After military service from 1940 and Soviet captivity until 1949, during which he suffered paralysis of the right middle finger, he resumed his organist activities in 1950. Due to the parish's refusal to adapt the organ of the Versöhnungskirche to the demands of the time, he now devoted himself increasingly to the harpsichord, which led, among other things, to collaboration with the Thomanerchor at motet's and to participation in their travels.

In 1957, together with leading members of the Gewandhausorchester, he founded the long-standing Leipzig concert series "Baroque Chamber Music", later called "Chamber Music of the Bach-Händel Period"", with up to eight concerts a year. He played the harpsichord at the concerts in the Gohliser Schlösschen and later at the Alte Handelsbörse until 1984.

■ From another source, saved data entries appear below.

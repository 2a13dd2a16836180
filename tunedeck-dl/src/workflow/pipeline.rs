//! Download pipeline orchestration
//!
//! Runs one task end to end: dedup check, metadata resolution, field
//! extraction, genre classification, transfer, post-processing, and
//! catalog registration. Cancellation is checked between phases;
//! within the transfer phase the media service reacts to the token
//! directly.
//!
//! Overall progress windows: resolution 0-20, transfer 20-90,
//! post-processing 90-100.

use std::path::PathBuf;
use std::sync::Arc;
use tokio::sync::mpsc;
use tokio_util::sync::CancellationToken;

use sqlx::SqlitePool;
use tunedeck_common::events::{DeckEvent, EventBus};

use crate::db::{self, catalog::CatalogEntry, catalog::ConflictKey, catalog::RegisterOutcome, history::HistoryAction};
use crate::models::metadata::decade_from_year;
use crate::models::reference::sanitize_filename;
use crate::models::{ExtractedFields, GenreResult, GenreSource, TaskState};
use crate::services::cache::CacheStore;
use crate::services::executor::{DownloadExecutor, DownloadPlan};
use crate::services::genre::{AudioAnalyzer, ClassifyContext, GenreClassifier, GenreVocabulary};
use crate::services::media::{CredentialProfile, MediaError, TransferProgress};
use crate::services::resolver::MetadataResolver;
use crate::services::tagger;
use crate::workflow::pool::DownloadJob;
use crate::workflow::tracker::TaskTracker;

const UNCLASSIFIED: &str = "Unclassified";

pub struct DownloadPipeline {
    pool: SqlitePool,
    cache: Arc<CacheStore>,
    resolver: MetadataResolver,
    executor: DownloadExecutor,
    classifier: GenreClassifier,
    analyzer: Arc<AudioAnalyzer>,
    tracker: Arc<TaskTracker>,
    event_bus: Arc<EventBus>,
    music_folder: PathBuf,
    credentials: Option<CredentialProfile>,
}

impl DownloadPipeline {
    #[allow(clippy::too_many_arguments)]
    pub fn new(
        pool: SqlitePool,
        cache: Arc<CacheStore>,
        resolver: MetadataResolver,
        executor: DownloadExecutor,
        classifier: GenreClassifier,
        analyzer: Arc<AudioAnalyzer>,
        tracker: Arc<TaskTracker>,
        event_bus: Arc<EventBus>,
        music_folder: PathBuf,
        credentials: Option<CredentialProfile>,
    ) -> Self {
        Self {
            pool,
            cache,
            resolver,
            executor,
            classifier,
            analyzer,
            tracker,
            event_bus,
            music_folder,
            credentials,
        }
    }

    /// Execute one job to a terminal state. Never panics; every
    /// failure path lands the task in Error (or Cancelled).
    pub async fn run(&self, job: DownloadJob) {
        let task_id = job.task_id;
        let Some(current) = self.tracker.snapshot(task_id) else {
            tracing::warn!("job {} has no tracked task, dropping", task_id);
            return;
        };
        if current.state.is_terminal() {
            return;
        }
        let token = self
            .tracker
            .token_for(task_id)
            .unwrap_or_else(CancellationToken::new);

        if let Err(outcome) = self.execute(&job, &token).await {
            match outcome {
                PhaseFailure::Cancelled => {
                    tracing::info!("task {} cancelled", task_id);
                    self.tracker.transition(task_id, TaskState::Cancelled);
                }
                PhaseFailure::Failed(message) => {
                    tracing::error!("task {} failed: {}", task_id, message);
                    let _ = db::history::record(
                        &self.pool,
                        &job.reference.video_id,
                        HistoryAction::Failed,
                        Some(&message),
                    )
                    .await;
                    self.tracker.update(task_id, |task| {
                        task.error_message = Some(message.clone());
                    });
                    self.tracker.transition(task_id, TaskState::Error);
                }
            }
        }
    }

    async fn execute(&self, job: &DownloadJob, token: &CancellationToken) -> Result<(), PhaseFailure> {
        let task_id = job.task_id;
        let video_id = &job.reference.video_id;

        check_cancel(token)?;
        self.tracker.transition(task_id, TaskState::FetchingInfo);
        self.tracker.raise_progress(task_id, 2);

        // Primary dedup: already catalogued under this video id
        if let Some(existing) = db::catalog::find_by_video_id(&self.pool, video_id)
            .await
            .map_err(PhaseFailure::internal)?
        {
            tracing::info!("{} already catalogued at {}", video_id, existing.file_path);
            return self.complete_as_duplicate(job, existing.file_path).await;
        }

        let metadata = self
            .resolver
            .resolve(&job.reference)
            .await
            .map_err(|e| match e {
                MediaError::Cancelled => PhaseFailure::Cancelled,
                other => PhaseFailure::Failed(format!("metadata resolution failed: {other}")),
            })?;
        self.tracker.update(task_id, |task| {
            task.title = Some(metadata.title.clone());
        });
        self.tracker.raise_progress(task_id, 10);
        check_cancel(token)?;

        let fields = match self.cache.extracted(video_id).await {
            Some(fields) => fields,
            None => {
                let fields = ExtractedFields::derive(&metadata, GenreVocabulary::builtin());
                self.cache.store_extracted(video_id, &fields).await;
                fields
            }
        };
        self.tracker.raise_progress(task_id, 15);

        // Secondary dedup: same song under a different video id
        if let Some(artist) = &fields.artist {
            if let Some(existing) =
                db::catalog::find_by_artist_title(&self.pool, artist, &fields.title)
                    .await
                    .map_err(PhaseFailure::internal)?
            {
                tracing::info!(
                    "{} duplicates catalogued track {} ({} - {})",
                    video_id,
                    existing.video_id,
                    artist,
                    fields.title
                );
                return self.complete_as_duplicate(job, existing.file_path).await;
            }
        }

        let mut genre = match &fields.genre {
            Some(quick) => {
                let result = GenreResult {
                    genre: quick.clone(),
                    source: GenreSource::TitleKeyword,
                };
                // Same write-through as the cascade path
                self.cache.store_genre(video_id, &result).await;
                Some(result)
            }
            None => {
                let ctx = ClassifyContext {
                    video_id,
                    fields: &fields,
                    metadata: &metadata,
                };
                self.classifier.classify(&ctx).await
            }
        };
        self.tracker.raise_progress(task_id, 20);
        check_cancel(token)?;

        // Library layout: <root>/<genre>/<decade>/<artist - title>.mp3
        let genre_folder = genre
            .as_ref()
            .map(|g| g.genre.clone())
            .unwrap_or_else(|| UNCLASSIFIED.to_string());
        let decade = decade_from_year(fields.year);
        let target_dir = self
            .music_folder
            .join(sanitize_filename(&genre_folder))
            .join(&decade);
        tokio::fs::create_dir_all(&target_dir)
            .await
            .map_err(|e| PhaseFailure::Failed(format!("cannot create {}: {e}", target_dir.display())))?;

        let stem = match &fields.artist {
            Some(artist) => sanitize_filename(&format!("{} - {}", artist, fields.title)),
            None => sanitize_filename(&fields.title),
        };
        let output_base = target_dir.join(&stem);

        self.tracker.transition(task_id, TaskState::Downloading);
        let (progress_tx, progress_rx) = mpsc::channel::<TransferProgress>(32);
        let forwarder = self.spawn_progress_forwarder(task_id, progress_rx);

        let plan = DownloadPlan::standard(self.credentials.clone());
        let download_result = self
            .executor
            .download(&job.reference, &plan, &output_base, progress_tx, token)
            .await;
        forwarder.abort();

        let file_path = download_result.map_err(|e| match e {
            MediaError::Cancelled => PhaseFailure::Cancelled,
            other => PhaseFailure::Failed(format!("download failed: {other}")),
        })?;

        self.tracker.transition(task_id, TaskState::PostProcessing);
        self.tracker.raise_progress(task_id, 90);
        check_cancel(token)?;

        // Audio analysis only when every text source passed
        if genre.is_none() {
            match self.analyzer.best_genre(&file_path).await {
                Ok(Some(label)) => {
                    let result = GenreResult {
                        genre: label,
                        source: GenreSource::AudioMl,
                    };
                    self.cache.store_genre(video_id, &result).await;
                    genre = Some(result);
                }
                Ok(None) => {}
                Err(e) => tracing::debug!("audio analysis skipped for {}: {}", video_id, e),
            }
        }
        self.tracker.raise_progress(task_id, 93);

        let genre_name = genre.as_ref().map(|g| g.genre.as_str());
        if let Err(e) = tagger::write_tags(&file_path, &fields, genre_name) {
            tracing::warn!("tagging failed for {}: {}", file_path.display(), e);
        }
        self.tracker.raise_progress(task_id, 96);

        let file_size = tokio::fs::metadata(&file_path)
            .await
            .ok()
            .map(|m| m.len() as i64);
        let entry = CatalogEntry {
            video_id: video_id.clone(),
            url: job.reference.url_str().to_string(),
            title: fields.title.clone(),
            artist: fields.artist.clone(),
            year: fields.year,
            genre: genre.as_ref().map(|g| g.genre.clone()),
            decade: Some(decade),
            file_path: file_path.display().to_string(),
            file_size,
            file_type: file_path
                .extension()
                .and_then(|ext| ext.to_str())
                .unwrap_or("mp3")
                .to_ascii_uppercase(),
            duration_seconds: metadata.duration_seconds,
            bitrate_kbps: None,
            source: job.source,
            downloaded_at: None,
        };

        match db::catalog::register(&self.pool, &entry)
            .await
            .map_err(PhaseFailure::internal)?
        {
            RegisterOutcome::Registered => {
                db::history::record(&self.pool, video_id, HistoryAction::Downloaded, None)
                    .await
                    .map_err(PhaseFailure::internal)?;
                self.event_bus.emit_lossy(DeckEvent::TrackCatalogued {
                    video_id: video_id.clone(),
                    file_path: entry.file_path.clone(),
                    timestamp: chrono::Utc::now(),
                });
            }
            RegisterOutcome::Conflict(key) => {
                // A racing task got there first; the file is in place
                let which = match key {
                    ConflictKey::VideoId => "video id",
                    ConflictKey::FilePath => "file path",
                };
                tracing::warn!("{} already registered by {}", video_id, which);
                db::history::record(
                    &self.pool,
                    video_id,
                    HistoryAction::Skipped,
                    Some("already catalogued"),
                )
                .await
                .map_err(PhaseFailure::internal)?;
            }
        }

        self.tracker.update(task_id, |task| {
            task.file_path = Some(entry.file_path.clone());
        });
        self.tracker.raise_progress(task_id, 100);
        self.tracker.transition(task_id, TaskState::Completed);
        Ok(())
    }

    /// A reference that is already catalogued completes immediately,
    /// pointing at the existing file.
    async fn complete_as_duplicate(
        &self,
        job: &DownloadJob,
        existing_path: String,
    ) -> Result<(), PhaseFailure> {
        db::history::record(
            &self.pool,
            &job.reference.video_id,
            HistoryAction::Skipped,
            Some("duplicate of catalogued track"),
        )
        .await
        .map_err(PhaseFailure::internal)?;
        self.tracker.update(job.task_id, |task| {
            task.file_path = Some(existing_path);
        });
        self.tracker.raise_progress(job.task_id, 100);
        self.tracker.transition(job.task_id, TaskState::Completed);
        Ok(())
    }

    /// Map raw transfer samples into the 20-90 overall window.
    fn spawn_progress_forwarder(
        &self,
        task_id: uuid::Uuid,
        mut rx: mpsc::Receiver<TransferProgress>,
    ) -> tokio::task::JoinHandle<()> {
        let tracker = Arc::clone(&self.tracker);
        tokio::spawn(async move {
            while let Some(sample) = rx.recv().await {
                let percent = transfer_to_overall(sample.downloaded_bytes, sample.total_bytes);
                tracker.set_transfer(task_id, percent, sample.downloaded_bytes, sample.total_bytes);
            }
        })
    }
}

/// Transfer fraction mapped to the 20-90 window. Without a known
/// total the transfer stays at the window floor and only byte counts
/// move.
fn transfer_to_overall(downloaded: u64, total: Option<u64>) -> u8 {
    match total {
        Some(total) if total > 0 => {
            let fraction = (downloaded as f64 / total as f64).clamp(0.0, 1.0);
            20 + (fraction * 70.0) as u8
        }
        _ => 20,
    }
}

enum PhaseFailure {
    Cancelled,
    Failed(String),
}

impl PhaseFailure {
    fn internal(e: anyhow::Error) -> Self {
        PhaseFailure::Failed(e.to_string())
    }
}

fn check_cancel(token: &CancellationToken) -> Result<(), PhaseFailure> {
    if token.is_cancelled() {
        Err(PhaseFailure::Cancelled)
    } else {
        Ok(())
    }
}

Buschnakowski began his teaching career in 1952 as a lecturer at the Hochschule für Kirchenmusik Dresden, from 1959 to 1961 he taught at the conservatory in Halle and from 1961 to 1971 at the musicological institute of the University of Leipzig.

He ended his service in the congregation of the Reconciliation Church in 1985. After a stroke, disabled and cared for in his home in Marienbrunn, he died on 13 November 1995 in a hospital in Grimma aged 85.

== Family ==
In 1936, Buschnakowski married Elisabeth Restosky, whom he had met while studying music. The couple had two sons and a daughter. From, 1939 the family lived in a house in Marienbrunn. Their son Andreas (1936–2005) was organist and cantor in Chemnitz.